Existem armadilhas por aí que não foram testadas pelos oligarcas. Todas as apostas estarão perdidas se a China, os reinos do Oriente Médio e outros parceiros comerciais importantes decidirem mergulhar no pool de sanções. “Você tem mais chances de escapar das sanções se tiver outra contraparte comercial que tenha uma visão diferente da política externa” do que os países sancionadores, disse James Reardon, associado sênior do escritório de advocacia suíço MLL. Essa lição foi aprendida, disse Reardon, com as sanções dos EUA ao Irã, que não foram completamente eficazes graças aos laços econômicos do Irã com a Europa.

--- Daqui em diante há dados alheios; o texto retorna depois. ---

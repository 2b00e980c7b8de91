mod error;
mod events;
mod helpers;
mod missions;
mod repos;
mod runs;

use std::path::Path;

use rusqlite::{Connection, OpenFlags};

pub use error::{DbError, Result};
pub use events::{EVENTS_DEFAULT_LIMIT, EVENTS_MAX_LIMIT, clamp_event_limit};
pub use missions::{MissionChanges, MissionFilter};
pub use runs::NewAgentRun;

pub const MIGRATION_0001: &str = include_str!("../migrations/0001_init.sql");

pub const MIGRATIONS: &[(&str, &str)] = &[("0001_init", MIGRATION_0001)];

/// Whether a handle may write. Read paths open read-only handles so the
/// read/write split is enforced by the connection itself rather than by
/// calling convention.
#[derive(Debug, Clone, Copy, PartialEq, Eq)]
pub enum Access {
    ReadOnly,
    ReadWrite,
}

pub struct Db {
    conn: Connection,
    access: Access,
}

impl Db {
    pub fn open(path: impl AsRef<Path>) -> Result<Self> {
        let conn = Connection::open(path)?;
        conn.pragma_update(None, "journal_mode", "WAL")?;
        conn.pragma_update(None, "synchronous", "NORMAL")?;
        conn.pragma_update(None, "foreign_keys", "ON")?;
        Ok(Self {
            conn,
            access: Access::ReadWrite,
        })
    }

    pub fn open_read_only(path: impl AsRef<Path>) -> Result<Self> {
        let conn = Connection::open_with_flags(
            path,
            OpenFlags::SQLITE_OPEN_READ_ONLY | OpenFlags::SQLITE_OPEN_NO_MUTEX,
        )?;
        Ok(Self {
            conn,
            access: Access::ReadOnly,
        })
    }

    pub fn access(&self) -> Access {
        self.access
    }

    pub fn migrate(&mut self) -> Result<()> {
        let tx = self.conn.transaction()?;
        for (_name, sql) in MIGRATIONS {
            tx.execute_batch(sql)?;
        }
        tx.commit()?;
        Ok(())
    }

    pub(crate) fn conn(&self) -> &Connection {
        &self.conn
    }
}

Outro problema são as novas forças-tarefa anunciadas pelos EUA e seus aliados europeus. A equipe “KleptoCapture” criada na semana passada pelo procurador-geral dos EUA Merrick Garland, por exemplo, usará confisco civil e criminal para apreender bens pertencentes a indivíduos sancionados.
As forças-tarefa, no entanto, precisam de financiamento e coordenação estreita entre os governos, especialmente quando se trata de compartilhar dados de propriedade efetiva. Uma coisa é Suíça, Mônaco e Ilhas Cayman, há muito conhecidas por sua neutralidade e por acolher o dinheiro russo, implementarem sanções. Outra coisa é reverterem décadas de sigilo.

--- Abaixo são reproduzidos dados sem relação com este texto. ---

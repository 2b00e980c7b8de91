mod errors;
mod handlers;
mod state;

use axum::{
    Router,
    routing::{get, post},
};

pub use state::HttpState;

pub fn router(state: HttpState) -> Router<()> {
    Router::new()
        .route("/api/health", get(handlers::health))
        .route("/api/sessions", get(handlers::sessions))
        .route("/api/agent-runs", get(handlers::agent_runs))
        .route("/api/spawn", post(handlers::spawn))
        .route("/api/missions", get(handlers::missions_list))
        .route(
            "/api/missions/:id",
            get(handlers::mission_detail).put(handlers::mission_update),
        )
        .route("/api/projects", get(handlers::projects))
        .route("/api/repos", get(handlers::repos))
        .route("/api/costs", get(handlers::costs))
        .route("/api/summary/today", get(handlers::summary_today))
        .route("/api/events", get(handlers::events))
        .route("/api/events/stream", get(handlers::events_stream))
        .route("/api/github/prs", get(handlers::pull_requests))
        .route("/api/ops-log", get(handlers::ops_log))
        .with_state(state)
}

Mais fiscalização pode estar a caminho
O primeiro-ministro italiano, Mario Draghi, propôs um registro público internacional para qualquer oligarca russo com uma fortuna acima de US$ 11 milhões (cerca de R$ 55 milhões), enquanto o Reino Unido parece estar avançando com um registro de propriedades pertencentes a empresas offshore. Nos EUA, a Lei de Transparência Corporativa, originalmente aprovada em janeiro de 2021, exigirá que as empresas divulguem seus proprietários efetivos à Rede de Repressão a Crimes Financeiros do Tesouro até o final de 2022 ou início de 2023. Também pode exigir o mesmo dos trusts – um veículo comumente usado em estados como Dakota do Sul e Wyoming por bilionários que procuram mascarar sua propriedade de ativos e mantê-los fora do alcance de credores ou ex-cônjuges.
“Se você remover cada vez mais os lugares seguros e as maneiras de se esconder, você o tornará mais arriscado e mais difícil, e isso significa que as pessoas estarão menos inclinadas a se esconder no exterior”, disse Rasmus Corlin Christensen, pesquisador de pós-doutorado em economia política internacional e tributação. na Escola de Negócios de Copenhague. “Há agora um forte apetite para que os estados mais poderosos do mundo usem sua força política, financeira e econômica para forçar mudanças.”
Mas, por enquanto, graças a seus advogados, regras frouxas, paraísos de sanções e outros facilitadores em todo o mundo, os oligarcas russos podem se salvar de alguns dos piores aspectos das sanções econômicas e relaxar em seus códigos postais flutuantes e voadores.